Task to complete:
Collect every line in the records below that contains the word "hello".

Dataset entries:
+++

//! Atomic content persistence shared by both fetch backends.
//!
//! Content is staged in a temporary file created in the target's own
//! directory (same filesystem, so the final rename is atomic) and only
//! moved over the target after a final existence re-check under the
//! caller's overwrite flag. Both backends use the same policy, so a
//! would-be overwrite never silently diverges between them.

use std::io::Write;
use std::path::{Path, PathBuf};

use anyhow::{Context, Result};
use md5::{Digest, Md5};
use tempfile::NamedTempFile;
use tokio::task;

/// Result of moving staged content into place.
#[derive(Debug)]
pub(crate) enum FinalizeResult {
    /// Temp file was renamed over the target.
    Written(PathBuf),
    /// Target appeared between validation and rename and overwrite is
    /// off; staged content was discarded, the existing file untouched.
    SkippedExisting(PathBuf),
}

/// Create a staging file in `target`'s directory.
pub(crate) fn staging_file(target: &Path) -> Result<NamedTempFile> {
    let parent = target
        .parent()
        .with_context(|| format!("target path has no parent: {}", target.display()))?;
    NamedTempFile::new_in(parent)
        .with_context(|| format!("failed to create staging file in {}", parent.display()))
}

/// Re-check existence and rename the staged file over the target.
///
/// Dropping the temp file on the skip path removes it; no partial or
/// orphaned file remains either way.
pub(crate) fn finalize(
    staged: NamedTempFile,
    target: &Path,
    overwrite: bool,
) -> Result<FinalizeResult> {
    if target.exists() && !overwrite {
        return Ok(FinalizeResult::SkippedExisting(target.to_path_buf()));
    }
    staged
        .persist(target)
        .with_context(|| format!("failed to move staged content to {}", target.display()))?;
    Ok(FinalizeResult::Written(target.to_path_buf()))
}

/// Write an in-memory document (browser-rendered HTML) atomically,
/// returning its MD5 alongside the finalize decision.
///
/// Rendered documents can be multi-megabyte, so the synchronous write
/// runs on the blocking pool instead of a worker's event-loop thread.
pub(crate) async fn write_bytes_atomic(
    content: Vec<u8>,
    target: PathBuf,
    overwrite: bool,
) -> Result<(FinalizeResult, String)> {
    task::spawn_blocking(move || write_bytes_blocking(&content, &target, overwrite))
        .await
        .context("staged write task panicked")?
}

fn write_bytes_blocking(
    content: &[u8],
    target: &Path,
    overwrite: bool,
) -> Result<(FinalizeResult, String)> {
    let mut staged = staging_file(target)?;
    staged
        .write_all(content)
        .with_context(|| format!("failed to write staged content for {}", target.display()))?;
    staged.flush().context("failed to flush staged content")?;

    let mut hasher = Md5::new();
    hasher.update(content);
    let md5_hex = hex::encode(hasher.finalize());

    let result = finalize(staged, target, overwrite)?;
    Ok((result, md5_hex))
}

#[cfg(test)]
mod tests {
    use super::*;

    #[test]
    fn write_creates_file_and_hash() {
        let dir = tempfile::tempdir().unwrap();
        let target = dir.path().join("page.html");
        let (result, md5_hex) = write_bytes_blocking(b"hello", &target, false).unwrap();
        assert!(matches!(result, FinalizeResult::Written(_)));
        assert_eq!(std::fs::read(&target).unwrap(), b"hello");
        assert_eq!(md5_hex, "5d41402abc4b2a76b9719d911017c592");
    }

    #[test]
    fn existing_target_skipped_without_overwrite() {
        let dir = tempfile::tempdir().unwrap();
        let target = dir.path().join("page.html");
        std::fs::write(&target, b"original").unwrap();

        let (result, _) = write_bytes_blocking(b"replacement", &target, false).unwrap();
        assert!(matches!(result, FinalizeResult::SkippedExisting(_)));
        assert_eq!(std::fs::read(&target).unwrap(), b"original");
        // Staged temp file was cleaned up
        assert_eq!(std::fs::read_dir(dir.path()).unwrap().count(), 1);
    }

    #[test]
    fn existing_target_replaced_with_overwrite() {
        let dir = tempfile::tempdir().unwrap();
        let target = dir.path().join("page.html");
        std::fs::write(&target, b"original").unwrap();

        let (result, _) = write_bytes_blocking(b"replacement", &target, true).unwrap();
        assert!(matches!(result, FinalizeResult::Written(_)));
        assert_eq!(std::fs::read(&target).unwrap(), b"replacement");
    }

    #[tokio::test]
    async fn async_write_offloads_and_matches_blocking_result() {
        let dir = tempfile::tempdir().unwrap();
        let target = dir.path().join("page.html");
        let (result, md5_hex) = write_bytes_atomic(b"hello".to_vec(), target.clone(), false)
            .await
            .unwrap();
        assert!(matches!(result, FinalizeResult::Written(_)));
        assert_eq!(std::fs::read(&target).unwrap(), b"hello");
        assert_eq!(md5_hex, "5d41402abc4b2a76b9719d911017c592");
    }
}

+++

Response for this exercise:
        let (result, md5_hex) = write_bytes_blocking(b"hello", &target, false).unwrap();
        assert_eq!(std::fs::read(&target).unwrap(), b"hello");
        let (result, md5_hex) = write_bytes_atomic(b"hello".to_vec(), target.clone(), false)
        assert_eq!(std::fs::read(&target).unwrap(), b"hello");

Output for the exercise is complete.